The Century Report: March 4, 2026
The 20-Second Scan
- Researchers at the University of Basel and ETH Zurich reversed the polarity of a ferromagnet using only a laser pulse, as published in Nature.
- UCLA and UCSF scientists identified a natural tau cleanup system in the brain that determines which neurons survive Alzheimer's damage, published in Cell.
- Virginia passed the first state legislation requiring utilities to quantify and reduce waste on the existing power grid.
- The Future of Life Institute released the Pro-Human AI Declaration, signed by the AFL-CIO, the Congress of Christian Leaders, Steve Bannon, and Progressive Democrats of America.
- University of Notre Dame researchers demonstrated that general intelligence emerges from whole-brain network coordination rather than any single region, published in Nature Communications.

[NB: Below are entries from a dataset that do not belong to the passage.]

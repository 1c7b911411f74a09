//! Application-Layer: Controller, State und Events.

pub mod controller;
pub mod events;
/// Szenen-Zustand und Frame-Lebenszyklus
pub mod state;

pub use controller::AppController;
pub use events::AppIntent;
pub use state::SceneState;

- U.S. battery storage deployments jumped 29% in 2025 to exceed 28 GW/57 GWh, with projections now reaching 600+ GWh on the grid by 2030.
The 2-Minute Read
The physical infrastructure of the intelligence era and the biological infrastructure of human health are both revealing the same structural principle this week: what was assumed to be localized turns out to be distributed, and what was assumed to be fixed turns out to be reprogrammable. The U.S. grid just absorbed its largest year of battery storage deployment in history, and the projection curve now points to more than 600 GWh by 2030 - a figure that would have been dismissed as fantasy three years ago. Virginia's passage of the first legislation requiring utilities to measure and reduce grid waste is equally significant, because it establishes for the first time that the existing infrastructure is itself a resource to be optimized, not merely a system to be expanded. These developments, taken together, describe a grid that is learning to treat electrons as computationally manageable assets rather than brute-force commodities.

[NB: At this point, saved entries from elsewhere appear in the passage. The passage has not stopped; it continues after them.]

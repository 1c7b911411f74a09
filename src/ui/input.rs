//! Viewport-Input-Handling: Zeiger- und Resize-Events → AppIntent.
//!
//! Handler lesen nur egui-Input und erzeugen Intents — keine Physik, kein
//! Zeichnen. Die Intents werden vom Frame-Prozessor zu Frame-Beginn
//! angewendet (last-write-wins genügt, ein logischer Thread).

use crate::app::AppIntent;
use glam::Vec2;

/// Verwaltet den Input-Zustand für den Viewport.
#[derive(Default)]
pub struct InputState {
    /// Zuletzt gemeldete Zeigerposition (vermeidet redundante Intents)
    last_pointer: Option<Vec2>,
}

impl InputState {
    /// Erstellt einen neuen, leeren Input-Zustand.
    pub fn new() -> Self {
        Self { last_pointer: None }
    }

    /// Sammelt Viewport-Events aus egui-Input und gibt AppIntents zurück.
    ///
    /// `ViewportResized` wird jedes Frame gemeldet (der State entscheidet,
    /// ob sich etwas geändert hat). Die Zeigerposition wird fensterweit
    /// verfolgt und in lokale Viewport-Koordinaten übersetzt.
    pub fn collect_viewport_events(
        &mut self,
        ui: &egui::Ui,
        response: &egui::Response,
        viewport_size: Vec2,
    ) -> Vec<AppIntent> {
        let mut events = Vec::new();

        events.push(AppIntent::ViewportResized {
            size: viewport_size,
        });

        if let Some(pointer_pos) = ui.input(|i| i.pointer.latest_pos()) {
            let local = pointer_pos - response.rect.min;
            let pos = Vec2::new(local.x, local.y);
            if self.last_pointer != Some(pos) {
                self.last_pointer = Some(pos);
                events.push(AppIntent::PointerMoved { pos });
            }
        }

        if ui.input(|i| i.key_pressed(egui::Key::Escape)) {
            events.push(AppIntent::ExitRequested);
        }

        events
    }
}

In neuroscience, two findings published this week converge on a parallel insight. The Notre Dame study showing intelligence as a property of whole-brain coordination rather than localized regions, and the UCLA discovery of a tau cleanup system that determines which neurons survive Alzheimer's, both point toward the same conclusion: biological systems achieve their most consequential outcomes through distributed orchestration, not centralized control. The Alzheimer's finding is particularly striking because it identifies an actionable mechanism - a protein complex that tags toxic tau for destruction - that could shift therapeutic strategy from trying to prevent protein accumulation to amplifying the body's existing defenses.

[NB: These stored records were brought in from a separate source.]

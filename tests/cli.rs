//! Integration tests for the rebound binary

mod common;

use assert_cmd::Command;
use common::{create_test_config, create_test_config_in_subdir, read_log};
use predicates::prelude::*;

const PROJECT: &str = r#"
parameters:
  version:
    required: true
tasks:
  lib:
    description: Build the library
    build: echo lib >> log.txt
    clean: echo "clean lib" >> log.txt
  app:
    build: echo "app ${version}" >> log.txt
    clean: echo "clean app" >> log.txt
    deps:
      lib: lib
      version: version
  docs:
    build: echo docs >> log.txt
    deps:
      lib: lib
  broken:
    build: exit 3
targets:
  app: app
  docs: docs
  everything: [app, docs]
  broken: [broken, docs]
"#;

fn rebound() -> Command {
    Command::cargo_bin("rebound").unwrap()
}

#[test]
fn test_build_runs_dependencies_first() {
    let (temp_dir, _config_path) = create_test_config(PROJECT);

    rebound()
        .current_dir(temp_dir.path())
        .args(["-p", "version=1.0", "build", "everything"])
        .assert()
        .success();

    assert_eq!(read_log(&temp_dir), "lib\napp 1.0\ndocs\n");
}

#[test]
fn test_explicit_build_file_from_another_directory() {
    let (temp_dir, config_path, sub_dir) = create_test_config_in_subdir(PROJECT);

    rebound()
        .current_dir(&sub_dir)
        .arg("-f")
        .arg(&config_path)
        .args(["-q", "build", "docs"])
        .assert()
        .success();

    assert_eq!(read_log(&temp_dir), "lib\ndocs\n");
}

#[test]
fn test_clean_runs_clean_commands() {
    let (temp_dir, _config_path) = create_test_config(PROJECT);

    rebound()
        .current_dir(temp_dir.path())
        .args(["-s", "-p", "version=1", "clean", "app"])
        .assert()
        .success();

    assert_eq!(read_log(&temp_dir), "clean lib\nclean app\n");
}

#[test]
fn test_no_target_prints_usage() {
    let (temp_dir, _config_path) = create_test_config(PROJECT);

    rebound()
        .current_dir(temp_dir.path())
        .arg("build")
        .assert()
        .code(1)
        .stdout(predicate::str::contains("usage: rebound build|clean target-name"))
        .stdout(predicate::str::contains("targets:"))
        .stdout(predicate::str::contains("/version required"));
}

#[test]
fn test_list_targets() {
    let (temp_dir, _config_path) = create_test_config(PROJECT);

    rebound()
        .current_dir(temp_dir.path())
        .arg("--list")
        .assert()
        .success()
        .stdout(predicate::str::contains("  everything"))
        .stdout(predicate::str::contains("  docs"));
}

#[test]
fn test_unknown_target_is_an_error() {
    let (temp_dir, _config_path) = create_test_config(PROJECT);

    rebound()
        .current_dir(temp_dir.path())
        .args(["build", "nope"])
        .assert()
        .code(1)
        .stderr(predicate::str::contains("Target 'nope' is not defined"))
        .stdout(predicate::str::contains("targets:"));
}

#[test]
fn test_missing_required_parameter() {
    let (temp_dir, _config_path) = create_test_config(PROJECT);

    rebound()
        .current_dir(temp_dir.path())
        .args(["build", "app"])
        .assert()
        .code(1)
        .stderr(predicate::str::contains("Parameter 'version' is required"));

    assert_eq!(read_log(&temp_dir), "");
}

#[test]
fn test_unknown_command() {
    let (temp_dir, _config_path) = create_test_config(PROJECT);

    rebound()
        .current_dir(temp_dir.path())
        .args(["deploy", "docs"])
        .assert()
        .code(1)
        .stderr(predicate::str::contains("no such command deploy, try build or clean"));
}

#[test]
fn test_failing_target_stops_the_run() {
    let (temp_dir, _config_path) = create_test_config(PROJECT);

    rebound()
        .current_dir(temp_dir.path())
        .args(["build", "broken", "docs"])
        .assert()
        .code(1)
        .stderr(predicate::str::contains("Task 'broken' failed"));

    assert_eq!(read_log(&temp_dir), "");
}

#[test]
fn test_dependency_cycle() {
    let yaml = r#"
tasks:
  a:
    build: echo a >> log.txt
    deps:
      next: b
  b:
    build: echo b >> log.txt
    deps:
      next: a
"#;
    let (temp_dir, _config_path) = create_test_config(yaml);

    rebound()
        .current_dir(temp_dir.path())
        .args(["build", "a"])
        .assert()
        .code(1)
        .stderr(predicate::str::contains("Dependency cycle detected: a -> b -> a"));

    assert_eq!(read_log(&temp_dir), "");
}

#[test]
fn test_missing_build_file() {
    let temp_dir = tempfile::TempDir::new().unwrap();

    rebound()
        .current_dir(temp_dir.path())
        .arg("-f")
        .arg(temp_dir.path().join("absent.yml"))
        .args(["build", "app"])
        .assert()
        .code(1)
        .stderr(predicate::str::contains("Error:"));
}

The governance layer continues to crystallize in unexpected formations. The Pro-Human AI Declaration, emerging from a secret meeting that placed the AFL-CIO and Steve Bannon in the same room, demonstrates that concern about concentrated AI power has become genuinely bipartisan in a way that almost no other issue in American politics currently is. That ninety political leaders from across the ideological spectrum could agree on five principles for human-centered AI development - including prohibitions on AI legal personhood and autonomous lethal weapons - suggests that the coalitions forming around this transition do not map onto existing political divisions at all.
The 20-Minute Deep Dive
The Grid Learns to Count Its Own Electrons
Two developments this week mark a structural shift in how the American grid is being rebuilt. The first is sheer scale: U.S. battery energy storage deployments jumped 29% in 2025 to exceed 28 GW and 57 GWh, according to a Benchmark Mineral Intelligence report prepared for the Solar Energy Industries Association. Utility-scale installations accounted for 16 GW and 50 GWh of that total. The consultancy expects installations to reach 35 GW and 70 GWh in 2026, and projects more than 600 GWh of total storage on the U.S. grid by 2030.
These numbers arrived despite headwinds that would have stalled the industry a few years ago. Battery system prices rose as much as 69% during the first half of 2025 due to tariffs, and federal policy uncertainty persisted throughout the year. Texas overtook California as the largest utility-scale storage market by gigawatts deployed, though California retains its cumulative lead with 59.8 GWh across all size classes. The residential storage market grew 51%, partly driven by customers racing to use expiring tax credits, and states with growing virtual power plant programs are expected to sustain that segment even as the credits phase out.
The second development is more subtle but may prove more consequential. Virginia passed HB 434, becoming the first state in the nation to require its utilities - Appalachian Power and Dominion Energy - to quantify how much of the existing grid goes unused and to examine ways to reduce that waste. The bill directs regulators to give special consideration to non-wires alternatives like batteries and sensors, and to establish timelines for utilities to optimize grid utilization.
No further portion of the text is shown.